The chemical essence of all antibodies, most enzymes and some hormones is protein.
4. (Shanghai Pudong New Area 20 10 College Entrance Examination Forecast) The following figure shows the relationship between chromosomes, DNA and genes. The description of their relationship is wrong.
A. each chromosome contains 1 or 2 DNA molecules, and the DNA molecules contain multiple genes.
B can be copied, separated and spread, and the behavior is consistent.
C. all three are genetic materials in biological cells.
The behavior of D chromosome determines the behavior of DNA and genes in biological pedigree.
5. (Senior Three Quality Test in Xiamen, Fujian Province, 20 10) The following figure shows part of the process of intracellular protein synthesis, and the related statement is incorrect.
The synthesis of C may be controlled by more than one gene.
B. There is no transmission of genetic information in the graphic process.
C. process a is only carried out on ribosomes.
Both d a and b contain the start codon.
6. The curve on the right shows the reaction rate catalyzed by enzyme A and enzyme B in a certain pH range. The following options are incorrect.
A. When pH is 5, the reaction rate catalyzed by enzyme A and enzyme B is equal.
B. at pH 4, enzyme a is more active than enzyme B.
C. enzyme a exists in gastric juice.
D. in the experiment of studying the catalytic reaction rate of enzyme a and enzyme b, it is necessary to keep the temperature constant during the reaction.
7. (Ningbo City, Zhejiang Province, 2010) The antigens of Salmonella A and B are different. Mice were injected with two kinds of salmonella at the same time. After a period of time, plasma cells were isolated from rats and each plasma cell was cultured in a culture medium. The serum of rats (antibodies mainly exist in serum in vivo) and the separate culture medium of plasma cells were extracted and preserved respectively. The most likely phenomenon in subsequent experiments is
A. When cultures of different plasma cells are mixed together, a specific immune response will occur.
B. When Salmonella A and Salmonella B are added to the culture medium at the same time, at most only one kind of bacteria will agglutinate.
C. Adding two kinds of Salmonella A and B to rat serum, only one kind of bacteria agglutinates.
D after the rat serum is mixed with the plasma cell separation culture solution, the antibody contained in the former will have an immune reaction with the antigen contained in the latter.

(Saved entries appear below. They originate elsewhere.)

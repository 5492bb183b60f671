mod types;


pub use types::*;
use crate::entities::EntityKind;
use crate::keys::{entity_key, kind_prefix, parse_series_key, series_key, series_prefix, series_upper_bound};
use crate::store::{ChangeSet, Storage};
use parking_lot::RwLock;
use std::collections::{BTreeMap, BTreeSet};
use tao_primitives::{BlockNumber, BlockRef, Netuid};


/// Non persistent [Storage] for tests and dry runs
#[derive(Default)]
pub struct MemoryStorage {
    state: RwLock<MemoryState>
}


#[derive(Default)]
struct MemoryState {
    entities: BTreeMap<Vec<u8>, Vec<u8>>,
    series: BTreeSet<Vec<u8>>,
    cursor: Option<BlockRef>
}


impl MemoryStorage {
    pub fn new() -> Self {
        Self::default()
    }
}


impl Storage for MemoryStorage {
    fn get(&self, kind: EntityKind, id: &str) -> anyhow::Result<Option<Vec<u8>>> {
        let state = self.state.read();
        Ok(state.entities.get(&entity_key(kind, id)).cloned())
    }

    fn find_latest(&self, kind: EntityKind, netuid: Netuid) -> anyhow::Result<Option<(BlockNumber, String)>> {
        let state = self.state.read();
        let from = series_prefix(kind, netuid).to_vec();
        let to = series_upper_bound(kind, netuid);
        state.series.range(from..to)
            .next_back()
            .map(|key| parse_series_key(key))
            .transpose()
    }

    fn count(&self, kind: EntityKind) -> anyhow::Result<usize> {
        let state = self.state.read();
        let prefix = kind_prefix(kind);
        Ok(state.entities.range(prefix.to_vec()..)
            .take_while(|(key, _)| key.starts_with(&prefix))
            .count())
    }

    fn get_cursor(&self) -> anyhow::Result<Option<BlockRef>> {
        Ok(self.state.read().cursor.clone())
    }

    fn commit(&self, changes: ChangeSet) -> anyhow::Result<()> {
        let mut state = self.state.write();
        for row in changes.rows {
            if let Some((netuid, block)) = row.stale_series {
                state.series.remove(&series_key(row.kind, netuid, block, &row.id));
            }
            if let Some((netuid, block)) = row.series {
                state.series.insert(series_key(row.kind, netuid, block, &row.id));
            }
            state.entities.insert(entity_key(row.kind, &row.id), row.data);
        }
        state.cursor = Some(changes.block);
        Ok(())
    }
}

8. (The first comprehensive simulation of No.1 Middle School and No.3 Middle School in Chang 'an, Shaanxi Province 20 10) There are many genes on each chromosome of human beings. For example, the human chromosome 1 includes the following genes:
Alleles of gene control traits and their control traits
Produce amylase A: Produce amylase A: Do not produce amylase.
Rh blood group d: Rh positive D: Rh negative.
Red blood cell shape E: oval cell E: normal cell.
If the genes on the parent chromosome 1 are shown in the following figure respectively, we can't draw any conclusions below without considering chromosome cross-exchange.
A The probability that their children may have oval red blood cells is 1/2.
Their children can't be Rh negative.
The gene composition in the first polar body of normal meiosis of mother is aDe.
Some of their children may not produce amylase.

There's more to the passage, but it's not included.